阿麻和利と護佐丸の因縁 「勝連城」の歴史を紐解く
- 2021/12/12
- 社会
うるま市勝連の勝連城跡隣に「あまわりパーク歴史文化施設館」がオープンした。この施設は勝連城跡とその一帯を整備する「勝連城跡周辺整備事業」の一環で、今後も広大な公園や飲食もできる商業施設がオープンする予定である。

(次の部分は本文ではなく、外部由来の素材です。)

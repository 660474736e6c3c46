//! JWT session tokens
//!
//! Tokens are HS256 signed and carry the user id in `sub`. A verified token is
//! not enough on its own: the auth gate also resolves `sub` to a stored user.

use jsonwebtoken::{decode, encode, DecodingKey, EncodingKey, Header, Validation};
use serde::{Deserialize, Serialize};
use std::time::{SystemTime, UNIX_EPOCH};

use crate::config::MIN_JWT_SECRET_LEN;
use crate::error::WelltickError;

/// Default lifetime of an issued token (7 days)
pub const DEFAULT_EXPIRY_SECS: u64 = 7 * 24 * 60 * 60;

/// Payload stored in a token
#[derive(Debug, Clone, PartialEq, Serialize, Deserialize)]
pub struct Claims {
    /// User id
    pub sub: String,
    /// Email at issue time
    pub email: String,
    /// Issued at (Unix timestamp)
    pub iat: u64,
    /// Expiration time (Unix timestamp)
    pub exp: u64,
}

/// JWT issuer and validator
#[derive(Clone)]
pub struct JwtValidator {
    secret: String,
    expiry_seconds: u64,
}

impl std::fmt::Debug for JwtValidator {
    fn fmt(&self, f: &mut std::fmt::Formatter<'_>) -> std::fmt::Result {
        f.debug_struct("JwtValidator")
            .field("secret", &"<redacted>")
            .field("expiry_seconds", &self.expiry_seconds)
            .finish()
    }
}

impl JwtValidator {
    /// Create a validator. The secret must be at least 32 characters.
    pub fn new(secret: String, expiry_seconds: u64) -> Result<Self, WelltickError> {
        if secret.is_empty() {
            return Err(WelltickError::Config(
                "JWT_SECRET is required unless dev mode is enabled".into(),
            ));
        }

        if secret.len() < MIN_JWT_SECRET_LEN {
            return Err(WelltickError::Config(format!(
                "JWT_SECRET must be at least {} characters",
                MIN_JWT_SECRET_LEN
            )));
        }

        Ok(Self {
            secret,
            expiry_seconds,
        })
    }

    /// Validator with a fixed, public secret for local development
    pub fn new_dev(expiry_seconds: u64) -> Self {
        Self {
            secret: "welltick-dev-mode-secret-not-for-production".into(),
            expiry_seconds,
        }
    }

    /// Issue a token for a user
    pub fn generate_token(&self, user_id: &str, email: &str) -> Result<String, WelltickError> {
        let now = SystemTime::now()
            .duration_since(UNIX_EPOCH)
            .map_err(|e| WelltickError::Internal(format!("System time error: {}", e)))?
            .as_secs();

        let claims = Claims {
            sub: user_id.to_string(),
            email: email.to_string(),
            iat: now,
            exp: now + self.expiry_seconds,
        };

        encode(
            &Header::default(),
            &claims,
            &EncodingKey::from_secret(self.secret.as_bytes()),
        )
        .map_err(|e| WelltickError::Internal(format!("Failed to generate token: {}", e)))
    }

    /// Verify signature and expiry, returning the claims
    pub fn verify_token(&self, token: &str) -> Result<Claims, WelltickError> {
        decode::<Claims>(
            token,
            &DecodingKey::from_secret(self.secret.as_bytes()),
            &Validation::default(),
        )
        .map(|data| data.claims)
        .map_err(|err| {
            use jsonwebtoken::errors::ErrorKind;
            let message = match err.kind() {
                ErrorKind::ExpiredSignature => "Token expired",
                ErrorKind::InvalidSignature => "Invalid signature",
                _ => "Invalid token",
            };
            WelltickError::Unauthorized(message.into())
        })
    }
}

/// Extract token from an Authorization header.
/// Accepts "Bearer <token>" and a bare token.
pub fn extract_token_from_header(auth_header: Option<&str>) -> Option<&str> {
    let header = auth_header?;

    if let Some(token) = header.strip_prefix("Bearer ") {
        let token = token.trim();
        if !token.is_empty() {
            return Some(token);
        }
    }

    if !header.contains(' ') {
        let token = header.trim();
        if !token.is_empty() {
            return Some(token);
        }
    }

    None
}

#[cfg(test)]
mod tests {
    use super::*;

    fn test_validator() -> JwtValidator {
        JwtValidator::new(
            "test-secret-that-is-at-least-32-characters-long".into(),
            DEFAULT_EXPIRY_SECS,
        )
        .unwrap()
    }

    #[test]
    fn test_generate_and_verify_token() {
        let validator = test_validator();
        let token = validator.generate_token("user-1", "sam@example.com").unwrap();

        let claims = validator.verify_token(&token).unwrap();
        assert_eq!(claims.sub, "user-1");
        assert_eq!(claims.email, "sam@example.com");
        assert_eq!(claims.exp - claims.iat, DEFAULT_EXPIRY_SECS);
    }

    #[test]
    fn test_invalid_and_foreign_tokens() {
        let validator = test_validator();
        assert!(matches!(
            validator.verify_token("not-a-token"),
            Err(WelltickError::Unauthorized(_))
        ));

        let other = JwtValidator::new(
            "different-secret-that-is-at-least-32-characters".into(),
            DEFAULT_EXPIRY_SECS,
        )
        .unwrap();
        let token = other.generate_token("user-1", "sam@example.com").unwrap();
        assert!(validator.verify_token(&token).is_err());
    }

    #[test]
    fn test_expired_token_rejected() {
        let validator = test_validator();
        let claims = Claims {
            sub: "user-1".into(),
            email: "sam@example.com".into(),
            iat: 1_000,
            exp: 2_000,
        };
        let token = encode(
            &Header::default(),
            &claims,
            &EncodingKey::from_secret(b"test-secret-that-is-at-least-32-characters-long"),
        )
        .unwrap();

        let err = validator.verify_token(&token).unwrap_err();
        assert_eq!(err.to_string(), "Token expired");
    }

    #[test]
    fn test_secret_validation() {
        assert!(JwtValidator::new("short".into(), 60).is_err());
        assert!(JwtValidator::new("".into(), 60).is_err());
        assert!(JwtValidator::new("this-secret-is-at-least-32-chars-long".into(), 60).is_ok());
    }

    #[test]
    fn test_dev_validator_round_trips() {
        let validator = JwtValidator::new_dev(60);
        let token = validator.generate_token("u", "e@example.com").unwrap();
        assert!(validator.verify_token(&token).is_ok());
    }

    #[test]
    fn test_extract_token_from_header() {
        assert_eq!(extract_token_from_header(Some("Bearer abc123")), Some("abc123"));
        assert_eq!(extract_token_from_header(Some("abc123")), Some("abc123"));
        assert_eq!(extract_token_from_header(None), None);
        assert_eq!(extract_token_from_header(Some("")), None);
        assert_eq!(extract_token_from_header(Some("Bearer ")), None);
        assert_eq!(extract_token_from_header(Some("Basic abc123")), None);
    }
}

歴史文化施設館では世界遺産に登録された勝連城跡の歴史や特徴について、また勝連城最後の城主である阿麻和利について詳しく知ることができる。2021年の12月31日までは入館および城跡への入場も無料となっており、この機会に訪れてみてほしいのだが、せっかくなので勝連城や阿麻和利についての知られざるストーリーにも興味を持ってもらいたい。
他のグスクとは違う異色の存在感
勝連城は築城の時期が12~13世紀頃とされ、世界遺産に登録されているグスク群の中では最古だと言われる。築城主は未だ不明だが、英祖王統(1260~1349)の時代には勝連王子という城主が実在していたことから、英祖王統時にはすでに建っていたと考えられる。
また城内の発掘調査により、他では首里城と浦添城からしか出土が確認されていない大和系の瓦が見つかり、朝鮮や東南アジア製の陶磁器、琉球に生息するはずのないオウムの骨、さらにローマ帝国の貨幣なども発見された。

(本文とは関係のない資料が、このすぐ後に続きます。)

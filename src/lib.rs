//! Welltick - personal health records and wellness metrics
//!
//! Records carry an optional JSON payload. A private payload is sealed with
//! ChaCha20-Poly1305 under a fresh per-record key and kept in a
//! content-addressed store; the SQLite row only references it by CID. A public
//! payload is stored inline in the row.
//!
//! ## Storage Layout
//!
//! ```text
//! ~/.local/share/welltick/
//! ├── blobs/              # Sealed payloads (local content store)
//! │   └── 1a2b/bafkrei... # First 4 hex digits of the digest as subdirs
//! ├── welltick.db         # Users, record metadata, metrics, contacts
//! └── config.toml         # Configuration
//! ```
//!
//! ## Modules
//!
//! - [`crypto`] - per-record keys and AEAD sealing
//! - [`content_store`] - local and IPFS payload storage behind one trait
//! - [`db`] - SQLite repository, every query owner-scoped
//! - [`services`] - validation and the record pipeline
//! - [`http`] - hyper server and routing

pub mod analytics;
pub mod auth;
pub mod config;
pub mod content_store;
pub mod crypto;
pub mod db;
pub mod error;
pub mod http;
pub mod models;
pub mod services;

pub use config::{Config, ContentBackend, StoreFailurePolicy};
pub use content_store::{ContentStore, IpfsContentStore, LocalContentStore};
pub use db::Database;
pub use error::{Result, WelltickError};
pub use http::HttpServer;
pub use services::Services;
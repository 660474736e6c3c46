//! Password hashing and verification using Argon2
//!
//! Uses the argon2id variant with default parameters.

use argon2::{
    password_hash::{rand_core::OsRng, PasswordHash, PasswordHasher, PasswordVerifier, SaltString},
    Argon2,
};

use crate::error::WelltickError;

/// Shortest password accepted at registration
pub const MIN_PASSWORD_LEN: usize = 8;

/// Hash a password, returning the PHC string (salt and parameters included)
pub fn hash_password(password: &str) -> Result<String, WelltickError> {
    let salt = SaltString::generate(&mut OsRng);

    Argon2::default()
        .hash_password(password.as_bytes(), &salt)
        .map(|hash| hash.to_string())
        .map_err(|e| WelltickError::Crypto(format!("Failed to hash password: {e}")))
}

/// Check a password against a stored PHC hash
pub fn verify_password(password: &str, hash: &str) -> Result<bool, WelltickError> {
    let parsed_hash = PasswordHash::new(hash)
        .map_err(|e| WelltickError::Crypto(format!("Invalid password hash format: {e}")))?;

    Ok(Argon2::default()
        .verify_password(password.as_bytes(), &parsed_hash)
        .is_ok())
}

このことは、かつて勝連がいかに外国との交易を盛んに行って繁栄し、巨大な力を持っていたかを示すことに他ならない。古代歌謡集「おもろそうし」には、勝連を大和の鎌倉に例えて讃えた歌もあるほどだ。
英祖王統時、浦添城が絶対的な政権の中心地であったにも関わらず、察度王統の始祖・察度は、周りから身分不相応とあしらわれながらも勝連按司の娘を娶り、その後一躍中山王へと上り詰めた。

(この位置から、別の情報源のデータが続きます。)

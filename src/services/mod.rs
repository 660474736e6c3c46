//! Service layer for welltick
//!
//! Services sit between the HTTP handlers and the repository. They validate
//! input, scope every operation to the authenticated owner and, for records,
//! orchestrate the crypto and content-store steps around the row write.
//!
//! ## Architecture
//!
//! ```text
//! HTTP Handlers (thin)
//!     ↓
//! Service Layer (validation, orchestration)
//!     ↓
//! Repository Layer (db/*.rs)      Content store (content_store/*.rs)
//!     ↓                                ↓
//! SQLite Database                 blobs dir / IPFS
//! ```

pub mod response;
pub mod auth_service;
pub mod record_service;
pub mod metric_service;
pub mod contact_service;

pub use response::*;
pub use auth_service::{AuthService, AuthUser};
pub use record_service::{PayloadStatus, RecordService, RecordView};
pub use metric_service::MetricService;
pub use contact_service::ContactService;

use std::sync::Arc;

use crate::auth::JwtValidator;
use crate::config::Config;
use crate::content_store::ContentStore;
use crate::db::Database;
use crate::error::WelltickError;

/// Service container handed to the HTTP server
pub struct Services {
    pub db: Arc<Database>,
    pub store: Arc<dyn ContentStore>,
    pub auth: Arc<AuthService>,
    pub records: Arc<RecordService>,
    pub metrics: Arc<MetricService>,
    pub contacts: Arc<ContactService>,
}

impl Services {
    /// Wire all services over one database and content store
    pub fn new(
        config: &Config,
        db: Arc<Database>,
        store: Arc<dyn ContentStore>,
    ) -> Result<Self, WelltickError> {
        let jwt = match config.jwt_secret.clone() {
            Some(secret) => JwtValidator::new(secret, config.jwt_expiry_secs)?,
            None if config.dev_mode => JwtValidator::new_dev(config.jwt_expiry_secs),
            None => {
                return Err(WelltickError::Config(
                    "JWT_SECRET is required unless dev_mode is enabled".into(),
                ))
            }
        };

        Ok(Self {
            auth: Arc::new(AuthService::new(db.clone(), jwt)),
            records: Arc::new(RecordService::new(
                db.clone(),
                store.clone(),
                config.content_store.on_failure,
            )),
            metrics: Arc::new(MetricService::new(db.clone(), config.trend_tolerance)),
            contacts: Arc::new(ContactService::new(db.clone())),
            db,
            store,
        })
    }
}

また、琉球史に頻繁に登場する「王府に屈しない島・喜界島」は、古代より勝連との関わりが深く交易の中継拠点として、同盟もしくは主従関係にあった可能性が高いとされる。それを裏付けるかのように、喜界島にはかつて勝連家が住んでいた「勝連屋敷跡」が残っている。
もしかするとこのような他のグスクには無い異色の存在感が、後に起こる歴史的事件のきっかけになったのかもしれない。